There were still some odd looking things in the config files after this, so I:

  • Copied tokenizer_config.json from Kimi-K2-Instruct over the top of the transplant-vocab-generated one.
  • Copied config.json from Qwen2.5-Coder-0.5B-Instruct over the top of the transplant-vocab-generated one.
  • Edited config.json to use: "bos_token_id": 163584, "eos_token_id": 163585 and "tie_word_embeddings": false.
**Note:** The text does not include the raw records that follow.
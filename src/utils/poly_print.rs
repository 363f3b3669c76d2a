//! Text dumps of SCoPs.
//!
//! The layout is line oriented: numbers and polyhedra on their own lines,
//! with `#` comment lines added at verbosity 1 and debug blocks at
//! verbosity 2. Output depends only on the SCoP, so two dumps of the same
//! SCoP are byte-identical.
//!
//! ```text
//! SCoP 1
//! #(
//! # Language
//! Gimple
//! # Context (
//! [N] -> {  : N - 1 >= 0 }
//! # )
//! # Parameter names are provided
//! 1
//! # Parameter names
//! N
//! # Number of statements
//! 1
//! ...
//! #)
//! ```

use crate::analysis::DependenceSet;
use crate::ir::{Pbb, Pdr, PdrKind, Region, ScheduleState, Scop};
use std::fmt::{self, Write};

/// Print the domain of a statement.
pub fn print_pbb_domain(out: &mut impl Write, pbb: &Pbb, _verbosity: u8) -> fmt::Result {
    writeln!(out, "{}", pbb.domain)
}

pub fn print_iteration_domain(out: &mut impl Write, pbb: &Pbb, verbosity: u8) -> fmt::Result {
    print_pbb_domain(out, pbb, verbosity)
}

/// Print the domains of every statement, in statement order.
pub fn print_iteration_domains(out: &mut impl Write, scop: &Scop, verbosity: u8) -> fmt::Result {
    for pbb in &scop.statements {
        print_iteration_domain(out, pbb, verbosity)?;
    }
    Ok(())
}

fn print_data_ref(out: &mut impl Write, region: &Region, pdr: &Pdr) -> fmt::Result {
    writeln!(out, "#(Data Ref: ")?;
    match region.data_ref(pdr.data_ref) {
        Some(dr) => {
            writeln!(out, "#  bb: {} ", dr.bb_index)?;
            writeln!(out, "#  ref: {};", dr.text)?;
            writeln!(out, "#  base_object: {};", dr.base)?;
            writeln!(out, "#  alias_set: {}", dr.alias_set)?;
        }
        None => writeln!(out, "#  ref: {} (unknown);", pdr.data_ref)?,
    }
    writeln!(out, "#)")
}

/// Print one data reference: its access relation and subscript bounds.
pub fn print_pdr(out: &mut impl Write, region: &Region, pdr: &Pdr, verbosity: u8) -> fmt::Result {
    if verbosity > 1 {
        writeln!(out, "# {} ({} ", pdr.id, pdr.kind)?;
        print_data_ref(out, region, pdr)?;
    }
    if verbosity > 0 {
        writeln!(out, "# data accesses (")?;
        writeln!(out, "{}", pdr.accesses)?;
        writeln!(out, "{}", pdr.subscript_sizes)?;
        writeln!(out, "#)")?;
    }
    if verbosity > 1 {
        writeln!(out, "#)")?;
    }
    Ok(())
}

/// Print the data references of a statement, reads first, then writes.
pub fn print_pdrs(out: &mut impl Write, region: &Region, pbb: &Pbb, verbosity: u8) -> fmt::Result {
    if pbb.drs.is_empty() {
        if verbosity > 0 {
            writeln!(out, "# Access informations are not provided")?;
        }
        return writeln!(out, "0");
    }

    if verbosity > 1 {
        writeln!(out, "# Data references (")?;
    }
    if verbosity > 0 {
        writeln!(out, "# Access informations are provided")?;
    }
    writeln!(out, "1")?;

    let sections: [(&str, &str, bool); 2] = [
        ("# Read data references (", "# Read access informations", true),
        ("# Write data references (", "# Write access informations", false),
    ];
    for (open, title, reads) in sections {
        if verbosity > 1 {
            writeln!(out, "{}", open)?;
        }
        if verbosity > 0 {
            writeln!(out, "{}", title)?;
        }
        let selected: Vec<&Pdr> = pbb.drs.iter()
            .filter(|pdr| (pdr.kind == PdrKind::Read) == reads)
            .collect();
        writeln!(out, "{}", selected.len())?;
        for pdr in selected {
            print_pdr(out, region, pdr, verbosity)?;
        }
        if verbosity > 1 {
            writeln!(out, "#)")?;
        }
    }

    if verbosity > 1 {
        writeln!(out, "#)")?;
    }
    Ok(())
}

fn print_pbb_body(out: &mut impl Write, pbb: &Pbb, verbosity: u8) -> fmt::Result {
    if verbosity > 1 {
        writeln!(out, "# Body (")?;
    }
    match &pbb.black_box.body {
        None => {
            if verbosity > 0 {
                writeln!(out, "# Statement body is not provided")?;
            }
            writeln!(out, "0")?;
        }
        Some(body) => {
            if verbosity > 0 {
                writeln!(out, "# Statement body is provided")?;
            }
            writeln!(out, "1")?;
            if verbosity > 0 {
                writeln!(out, "# Original iterator names\n# Iterator names are not provided yet.")?;
                writeln!(out, "# Statement body")?;
            }
            writeln!(out, "{{")?;
            writeln!(out, "{}", body)?;
            writeln!(out, "}}")?;
        }
    }
    if verbosity > 1 {
        writeln!(out, "#)")?;
    }
    Ok(())
}

fn print_guards(out: &mut impl Write, what: &str, bb: u32, lines: &[String]) -> fmt::Result {
    if lines.is_empty() {
        return Ok(());
    }
    writeln!(out, "# {} bb_{} (", what, bb)?;
    for line in lines {
        writeln!(out, "# {}", line)?;
    }
    writeln!(out, "#)")
}

/// Print a statement: domain, data references and body.
pub fn print_pbb(out: &mut impl Write, region: &Region, pbb: &Pbb, verbosity: u8) -> fmt::Result {
    if verbosity > 1 {
        writeln!(out, "# pbb_{} (", pbb.index())?;
        print_guards(out, "conditions", pbb.index(), &pbb.black_box.conditions)?;
        print_guards(out, "cases", pbb.index(), &pbb.black_box.cases)?;
    }

    print_pbb_domain(out, pbb, verbosity)?;
    print_pdrs(out, region, pbb, verbosity)?;
    print_pbb_body(out, pbb, verbosity)?;

    if verbosity > 1 {
        writeln!(out, "#)")?;
    }
    Ok(())
}

/// Print the parameter names, space separated.
pub fn print_scop_params(out: &mut impl Write, scop: &Scop, verbosity: u8) -> fmt::Result {
    if verbosity > 1 {
        writeln!(out, "# parameters (")?;
    }
    if scop.nb_params() > 0 {
        if verbosity > 0 {
            writeln!(out, "# Parameter names are provided")?;
        }
        writeln!(out, "1")?;
        if verbosity > 0 {
            writeln!(out, "# Parameter names")?;
        }
    } else {
        if verbosity > 0 {
            writeln!(out, "# Parameter names are not provided")?;
        }
        writeln!(out, "0")?;
    }
    for name in scop.param_names() {
        write!(out, "{} ", name)?;
    }
    writeln!(out)?;
    if verbosity > 1 {
        writeln!(out, "#)")?;
    }
    Ok(())
}

pub fn print_scop_context(out: &mut impl Write, scop: &Scop, verbosity: u8) -> fmt::Result {
    if verbosity > 0 {
        writeln!(out, "# Context (")?;
    }
    writeln!(out, "{}", scop.param_context)?;
    if verbosity > 0 {
        writeln!(out, "# )")?;
    }
    Ok(())
}

/// Print a whole SCoP.
pub fn print_scop(out: &mut impl Write, scop: &Scop, verbosity: u8) -> fmt::Result {
    writeln!(out, "SCoP 1\n#(")?;
    writeln!(out, "# Language\nGimple")?;
    print_scop_context(out, scop, verbosity)?;
    print_scop_params(out, scop, verbosity)?;

    if verbosity > 0 {
        writeln!(out, "# Number of statements")?;
    }
    writeln!(out, "{}", scop.nb_statements())?;

    for pbb in &scop.statements {
        print_pbb(out, &scop.region, pbb, verbosity)?;
    }
    writeln!(out, "#)")
}

pub fn scop_to_string(scop: &Scop, verbosity: u8) -> String {
    let mut out = String::new();
    // Writing into a String cannot fail.
    let _ = print_scop(&mut out, scop, verbosity);
    out
}

/// Print the twelve dependence relations, one block per kind.
pub fn print_dependences(out: &mut impl Write, deps: &DependenceSet) -> fmt::Result {
    writeln!(out, "# Dependences (")?;
    for (kind, map) in deps.iter() {
        writeln!(out, "{} {}", kind, map.len())?;
        for ((s, t), rel) in map {
            writeln!(out, "# {} -> {}", s, t)?;
            writeln!(out, "{}", rel)?;
        }
    }
    writeln!(out, "#)")
}

/// Print each statement's schedule state and the scheduling decision.
pub fn print_schedules(out: &mut impl Write, scop: &Scop) -> fmt::Result {
    writeln!(out, "# Schedules (")?;
    for pbb in &scop.statements {
        let state = match &pbb.state {
            ScheduleState::Original => "original",
            ScheduleState::Proposed { .. } => "proposed",
            ScheduleState::Committed { .. } => "committed",
        };
        writeln!(out, "# {} {}", pbb.name(), state)?;
        writeln!(out, "{}", pbb.effective_schedule())?;
    }
    if let Some(info) = &scop.schedule_info {
        writeln!(out, "# policy {} permutation {}", info.policy, info.permutation)?;
        let flags: Vec<&str> = info.carried.iter().map(|&c| if c { "1" } else { "0" }).collect();
        writeln!(out, "# carried {}", flags.join(" "))?;
    }
    writeln!(out, "#)")
}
I then ran into another problem with llama.cpp where convert_hf_to_gguf.py didn't like this, so had to temporarily hack this change in:

@ModelBase.register("Qwen2Model", "Qwen2ForCausalLM", "Qwen2AudioForConditionalGeneration")
class Qwen2Model(TextModel):
    model_arch = gguf.MODEL_ARCH.QWEN2

    #def set_vocab(self):
    #    try:
    #        self._set_vocab_sentencepiece()
    #    except FileNotFoundError:
    #        self._set_vocab_gpt2()
    def set_vocab(self):
        from transformers import AutoTokenizer
        tokenizer = AutoTokenizer.from_pretrained(self.dir_model, trust_remote_code=True)
        tokpre = self.get_vocab_base_pre(tokenizer)
    
        # Build merges list using the approach similar to HunYuanMoE
        merges = []
        vocab = {}
        mergeable_ranks = tokenizer.model._mergeable_ranks
        for token, rank in mergeable_ranks.items():
            vocab[QwenModel.token_bytes_to_string(token)] = rank
            if len(token) == 1:
                continue
            merged = QwenModel.bpe(mergeable_ranks, token, max_rank=rank)
            if len(merged) == 2:
                merges.append(' '.join(map(QwenModel.token_bytes_to_string, merged)))

        # Build token list
        vocab_size = self.hparams["vocab_size"]
        special_tokens = tokenizer.special_tokens
        reverse_vocab = {id_ : encoded_tok for encoded_tok, id_ in {**vocab, **special_tokens}.items()}
        tokens: list[str] = []
        toktypes: list[int] = []
    
        for i in range(vocab_size):
            if i not in reverse_vocab:
                tokens.append(f"[PAD{i}]")
                toktypes.append(gguf.TokenType.UNUSED)
            else:
                token = reverse_vocab[i]
                tokens.append(token)
                if i in special_tokens.values():
                    toktypes.append(gguf.TokenType.CONTROL)
                else:
                    toktypes.append(gguf.TokenType.NORMAL)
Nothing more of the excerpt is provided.